■ **Task**:
The answer must consist of every line from the entries that holds the word "Serialize".

■ **Extracted records**:
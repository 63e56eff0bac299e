//! Held items and their hooks.

pub mod hooks;
pub mod implementations;
pub mod registry;

pub use hooks::ItemHooks;
pub use registry::ITEM_REGISTRY;

use serde::{Deserialize, Serialize};

/// Held item identifier.
#[derive(Clone, Copy, Debug, Default, PartialEq, Eq, Hash, Serialize, Deserialize)]
#[repr(u8)]
pub enum ItemId {
    #[default]
    None,
    LifeOrb,
    ExpertBelt,
    ChoiceBand,
    ChoiceSpecs,
    Leftovers,
}

static ITEM_LOOKUP: phf::Map<&'static str, ItemId> = phf::phf_map! {
    "lifeorb" => ItemId::LifeOrb,
    "expertbelt" => ItemId::ExpertBelt,
    "choiceband" => ItemId::ChoiceBand,
    "choicespecs" => ItemId::ChoiceSpecs,
    "leftovers" => ItemId::Leftovers,
};

impl ItemId {
    /// Total number of items
    pub const COUNT: usize = ItemId::Leftovers as usize + 1;

    /// Parse item name (case-insensitive)
    pub fn from_str(s: &str) -> Option<Self> {
        ITEM_LOOKUP.get(crate::to_id(s).as_str()).copied()
    }

    pub const fn name(self) -> &'static str {
        match self {
            ItemId::None => "(none)",
            ItemId::LifeOrb => "Life Orb",
            ItemId::ExpertBelt => "Expert Belt",
            ItemId::ChoiceBand => "Choice Band",
            ItemId::ChoiceSpecs => "Choice Specs",
            ItemId::Leftovers => "Leftovers",
        }
    }

    /// Registered hooks, or `ItemHooks::NONE`.
    #[inline]
    pub fn hooks(self) -> ItemHooks {
        ITEM_REGISTRY[self as usize].unwrap_or(ItemHooks::NONE)
    }
}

■ **Result of this task**:
use serde::{Deserialize, Serialize};
#[derive(Clone, Copy, Debug, Default, PartialEq, Eq, Hash, Serialize, Deserialize)]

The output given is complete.